**Task brief**: For each line of the data below that holds "assets", copy the line.
━━━━━━━━
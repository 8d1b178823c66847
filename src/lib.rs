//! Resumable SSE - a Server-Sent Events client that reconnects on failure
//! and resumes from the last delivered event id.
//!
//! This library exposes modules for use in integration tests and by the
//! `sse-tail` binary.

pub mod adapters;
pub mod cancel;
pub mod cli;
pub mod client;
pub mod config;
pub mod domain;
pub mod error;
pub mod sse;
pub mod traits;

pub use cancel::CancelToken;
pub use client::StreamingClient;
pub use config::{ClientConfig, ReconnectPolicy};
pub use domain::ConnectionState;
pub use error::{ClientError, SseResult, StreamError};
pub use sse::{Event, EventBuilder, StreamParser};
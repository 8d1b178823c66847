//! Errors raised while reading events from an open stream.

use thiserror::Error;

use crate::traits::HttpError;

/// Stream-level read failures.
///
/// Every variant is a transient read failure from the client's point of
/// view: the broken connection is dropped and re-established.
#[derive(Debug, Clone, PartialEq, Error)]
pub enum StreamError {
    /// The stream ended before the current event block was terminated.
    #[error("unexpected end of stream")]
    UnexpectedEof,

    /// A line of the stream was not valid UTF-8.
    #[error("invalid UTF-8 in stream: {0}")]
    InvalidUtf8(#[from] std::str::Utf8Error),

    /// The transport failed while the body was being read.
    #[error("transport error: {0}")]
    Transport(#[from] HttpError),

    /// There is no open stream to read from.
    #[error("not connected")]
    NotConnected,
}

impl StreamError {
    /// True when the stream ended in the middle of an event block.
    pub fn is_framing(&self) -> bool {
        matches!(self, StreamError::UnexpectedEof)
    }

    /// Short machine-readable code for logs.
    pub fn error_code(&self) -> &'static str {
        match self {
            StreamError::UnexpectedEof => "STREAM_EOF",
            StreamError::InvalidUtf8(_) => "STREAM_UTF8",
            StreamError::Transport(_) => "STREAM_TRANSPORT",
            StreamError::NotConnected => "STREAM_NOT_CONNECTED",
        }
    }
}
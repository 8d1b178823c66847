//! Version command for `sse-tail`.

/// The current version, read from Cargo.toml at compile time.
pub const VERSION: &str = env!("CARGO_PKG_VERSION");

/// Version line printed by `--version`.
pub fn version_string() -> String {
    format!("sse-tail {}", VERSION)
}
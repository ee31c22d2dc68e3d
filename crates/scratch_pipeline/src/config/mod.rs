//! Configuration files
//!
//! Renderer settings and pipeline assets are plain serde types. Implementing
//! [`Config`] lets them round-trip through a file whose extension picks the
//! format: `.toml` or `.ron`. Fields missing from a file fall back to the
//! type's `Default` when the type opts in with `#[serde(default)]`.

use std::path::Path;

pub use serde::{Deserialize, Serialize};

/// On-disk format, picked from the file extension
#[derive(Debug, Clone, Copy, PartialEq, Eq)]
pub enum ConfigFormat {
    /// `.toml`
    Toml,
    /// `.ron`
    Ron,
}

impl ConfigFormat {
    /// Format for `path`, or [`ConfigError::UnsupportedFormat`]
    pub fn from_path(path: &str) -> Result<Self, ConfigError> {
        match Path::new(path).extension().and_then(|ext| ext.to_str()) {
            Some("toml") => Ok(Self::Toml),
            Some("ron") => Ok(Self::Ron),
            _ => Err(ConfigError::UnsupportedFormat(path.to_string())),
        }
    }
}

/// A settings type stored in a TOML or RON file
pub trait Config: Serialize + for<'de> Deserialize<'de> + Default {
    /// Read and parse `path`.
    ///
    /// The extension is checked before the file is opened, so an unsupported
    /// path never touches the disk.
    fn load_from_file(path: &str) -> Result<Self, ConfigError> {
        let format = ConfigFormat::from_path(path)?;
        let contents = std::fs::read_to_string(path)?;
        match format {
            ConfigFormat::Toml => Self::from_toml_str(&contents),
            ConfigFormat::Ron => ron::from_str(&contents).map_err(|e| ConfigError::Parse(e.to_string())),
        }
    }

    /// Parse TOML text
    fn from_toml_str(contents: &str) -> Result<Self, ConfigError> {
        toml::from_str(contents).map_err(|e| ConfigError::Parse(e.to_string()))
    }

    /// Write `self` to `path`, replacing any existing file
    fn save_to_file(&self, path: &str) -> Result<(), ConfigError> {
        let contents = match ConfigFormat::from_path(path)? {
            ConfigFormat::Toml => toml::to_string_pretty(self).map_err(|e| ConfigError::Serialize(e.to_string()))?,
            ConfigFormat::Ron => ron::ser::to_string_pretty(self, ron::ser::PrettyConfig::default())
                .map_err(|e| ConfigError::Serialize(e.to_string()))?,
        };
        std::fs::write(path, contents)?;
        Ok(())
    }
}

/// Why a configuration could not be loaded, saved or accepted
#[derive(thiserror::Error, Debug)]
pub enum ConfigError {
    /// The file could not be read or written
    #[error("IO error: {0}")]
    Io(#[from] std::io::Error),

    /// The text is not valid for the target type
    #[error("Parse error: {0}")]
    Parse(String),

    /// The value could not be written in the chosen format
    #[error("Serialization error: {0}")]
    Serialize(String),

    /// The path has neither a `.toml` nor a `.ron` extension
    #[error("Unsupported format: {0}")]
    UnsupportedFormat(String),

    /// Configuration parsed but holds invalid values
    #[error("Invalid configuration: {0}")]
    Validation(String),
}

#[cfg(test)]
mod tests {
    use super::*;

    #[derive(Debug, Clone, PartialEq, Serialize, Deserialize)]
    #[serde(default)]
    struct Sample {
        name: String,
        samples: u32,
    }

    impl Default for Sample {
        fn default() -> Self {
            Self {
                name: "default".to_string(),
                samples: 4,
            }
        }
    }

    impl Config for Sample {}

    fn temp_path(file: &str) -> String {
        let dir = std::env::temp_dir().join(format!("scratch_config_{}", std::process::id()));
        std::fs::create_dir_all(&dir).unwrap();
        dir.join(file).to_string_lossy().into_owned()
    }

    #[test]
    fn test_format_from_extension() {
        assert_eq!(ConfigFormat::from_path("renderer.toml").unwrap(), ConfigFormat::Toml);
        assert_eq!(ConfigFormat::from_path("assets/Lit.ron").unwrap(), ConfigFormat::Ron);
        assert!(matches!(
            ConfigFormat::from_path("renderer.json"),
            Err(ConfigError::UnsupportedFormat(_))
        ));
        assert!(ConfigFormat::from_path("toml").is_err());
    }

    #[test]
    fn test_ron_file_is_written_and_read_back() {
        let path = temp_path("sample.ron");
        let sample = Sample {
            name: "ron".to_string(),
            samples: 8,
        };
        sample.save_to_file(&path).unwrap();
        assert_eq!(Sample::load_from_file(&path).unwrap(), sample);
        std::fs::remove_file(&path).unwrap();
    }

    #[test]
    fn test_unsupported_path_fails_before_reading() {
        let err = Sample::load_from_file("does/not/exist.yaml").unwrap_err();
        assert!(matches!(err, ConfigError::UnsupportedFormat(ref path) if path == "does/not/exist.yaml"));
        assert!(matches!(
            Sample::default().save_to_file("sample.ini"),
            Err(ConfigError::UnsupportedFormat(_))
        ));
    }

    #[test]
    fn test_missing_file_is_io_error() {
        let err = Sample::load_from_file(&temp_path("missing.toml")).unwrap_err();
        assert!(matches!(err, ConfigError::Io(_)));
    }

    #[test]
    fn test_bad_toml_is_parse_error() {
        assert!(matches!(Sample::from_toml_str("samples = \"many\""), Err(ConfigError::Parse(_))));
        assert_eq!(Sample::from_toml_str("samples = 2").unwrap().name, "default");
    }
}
━━━━━━━━
**Exercise solution**:
//! Renderer settings and pipeline assets are plain serde types. Implementing
        assert_eq!(ConfigFormat::from_path("assets/Lit.ron").unwrap(), ConfigFormat::Ron);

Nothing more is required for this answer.